Specifically, your “Cedó Pudin” 3oz and 20oz labels fail to declare wheat and soy as major food allergens.
 
2.    Your “Cedó Lite Baked Caramel Custard” product continues to be misbranded within the meaning of section 403(r)(1)(A) of the Act [21 U.S.C. § 343(r)(1)(A)] in that the label bears the nutrient content claim “lite,” but the product does not meet the requirements to bear the claim. 
 
Under section 403(r)(1)(A) of the Act, a claim that characterizes the level of a nutrient which is of the type required to be in the labeling of the food must be made in accordance with a regulation authorizing the use of such a claim. Characterizing the level of a nutrient in food labeling without complying with the specific requirements pertaining to nutrient content claims for that nutrient misbrands the product under section 403(r)(1)(A) of the Act.
 
Specifically, your “Cedó Lite Baked Caramel Custard” product bears on its label the nutrient content claim “Lite,” however, the product does not meet the requirements to bear such a claim under 21 CFR 101.56(b).  As required under 21 CFR 101.56(b)(2), a food that derives less than 50% of its calories from fat may use the nutrient content claim “lite” if the number of calories in the food is reduced by at least one-third per reference amount customarily consumed (RACC)  compared to an appropriate reference food or its fat content is reduced by 50% or more per RACC compared to the reference food that it resembles or for which it substitutes. Both conditions are not required. 
 
Additionally, the claim must bear the required information for relative claims as described in 21 CFR 101.13(j)(2) and 101.56(b)(3). The label of your “Cedó Lite Baked Caramel Custard” product does not declare the identity of the reference food, and the percent (or fraction) that the calories and fat were reduced are not declared as required under 21 CFR 101.56(b)(3)(i). In addition, quantitative information comparing the level of calories and fat content with that of the reference food is not declared as required under of 21 CFR 101.56(b)(3)(ii). Therefore, the “lite” claim on the label of this product does not meet the requirements of 21 CFR 101.56(b).
 
3.    Your “Cedó Pudin” (3oz and 20oz) and “Cedó Lite Baked Caramel Custard” products are misbranded within the meaning of section 403(i)(2) of the Act [21 U.S.C. § 343(i)(2)] in that they are fabricated from two or more ingredients, but the labels fail to bear a complete list of all the ingredients by common or usual name in descending order of predominance by weight as well as all sub-ingredients, as required by 21 CFR 101.4. For example:
  • Your “Cedó Pudin” (20oz) label does not declare “Maltodextrin”, “evaporated milk” or “Potassium Sorbate” that is declared on your “Cedo Pudin” (3oz) label. Evaporated milk is not one of the ingredients listed in 21 CFR 101.4(b)(4) under the class name “milk.” The sub-ingredients for the multi-component ingredients, e.g., bread and margarine are not listed. The declaration of the flavor on your “Cedó Pudin” (20oz) label is simply declared as vanilla rather than imitation vanilla. In addition, “Sorbistat” is a trade name and ingredients should be declared by common or usual name, not a trade name.

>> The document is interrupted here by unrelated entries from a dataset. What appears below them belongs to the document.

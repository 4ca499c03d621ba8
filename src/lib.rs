//! Late GC root placement over a typed SSA IR.
//!
//! The pass runs once per function, after all optimization: it finds
//! every tracked pointer live across a safepoint, packs the live ones
//! into the fewest possible stack slots by chordal graph coloring, and
//! rewrites the function to push, fill, and pop the frame the collector
//! scans. See the `pass` module for the phase breakdown and `ir` for the
//! input contract.
//!
//! ```
//! use gc_lowering::ir::{Callee, FunctionBuilder, Module, Ty};
//! use gc_lowering::LateGcLower;
//!
//! let mut module = Module::new();
//! let helper = module.declare("rt_helper", Ty::TRACKED_PTR);
//!
//! let mut b = FunctionBuilder::new("demo", &[Ty::RAW_PTR]);
//! let out = b.arg(0);
//! b.thread_state();
//! let root = b.call(Callee::Sym(helper), &[], Ty::TRACKED_PTR);
//! b.call(Callee::Sym(helper), &[], Ty::TRACKED_PTR);
//! b.store(root, out);
//! b.ret_void();
//! let mut func = b.finish();
//!
//! let stats = LateGcLower::new().run(&mut module, &mut func);
//! assert_eq!(stats.frame_slots, 1);
//! ```

pub mod ir;
pub mod pass;

pub use pass::{LateGcLower, PassConfig, PassStats};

  • The label for the Cedó Lite Baked Caramel Custard” lists “artificial sweetener.” “Artificial sweetener” is not the common or usual name of an ingredient. The term “benzoate” is not a common or usual name for an ingredient.
According to 21 CFR 101.4(b)(2), the requirement to list component ingredients (or “sub-ingredients”) may be met by either (i) parenthetically listing the component ingredients after the common or usual name of the multi-component ingredient, or (ii) by listing the component ingredients without listing the multi-component ingredient itself. Under the first alternative, the component ingredients must be listed in descending order of predominance within the multi-component ingredient; and under the second alternative, the component ingredients must be listed in descending order of predominance in the finished food.  
 
4.    Your “Cedó Pudin” and “Cedó Lite Baked Caramel Custard” are misbranded within the meaning of section 403(q) of the Act [21 U.S.C. § 343(q)] in that the nutrition facts information is not in an appropriate format as defined in 21 CFR 101.9. Specifically, the nutrition label information does not meet the format requirements in 21 CFR 101.9(c) and (d).
 
5.    Your products “Cedó Pudin” (3oz and 20oz) and “Cedó Lite Baked Caramel Custard” products are misbranded within the meaning of section 403(k) of the Act [21 U.S.C. § 343(k)] because the ingredient statement for your products declares the presence of potassium sorbate and sodium benzoate, but fails to provide a separate description of the function of these ingredient as required by 21 CFR 101.22(j).
 
The violations cited in this letter are not intended to be an all-inclusive list of deficiencies in your products or their labeling. You are reminded that it is your responsibility to ensure that all of your products are in compliance with the laws and regulations enforced by FDA. You should take prompt action to correct these and similar violations. Failure to promptly correct the violation may result in regulatory action without further notice, including seizure and/or injunction.
 
We also offer the following comment:
  • Your “Cedó Lite Baked Caramel Custard” product bears the nutrient content claim “Lo Cal.” “Low calorie” is defined in 21 CFR 101.60(b)(2). Under 21 CFR 101.60(b)(2), a “low calorie” nutrient content claim may be used on the label of a food that has a RACC greater than 30 grams or greater than two tablespoons and that does not provide more than 40 calories per RACC.  Although we were not provided with enough information to determine the caloric content of a ½ cup (which is the RACC) of “Cedó Lite Baked Caramel Custard,” we question whether the claim “Lo Cal” on the product label meets the requirements of 21 CFR 101.60(b)(2).  This product declares 140 calories per 3 ounce serving.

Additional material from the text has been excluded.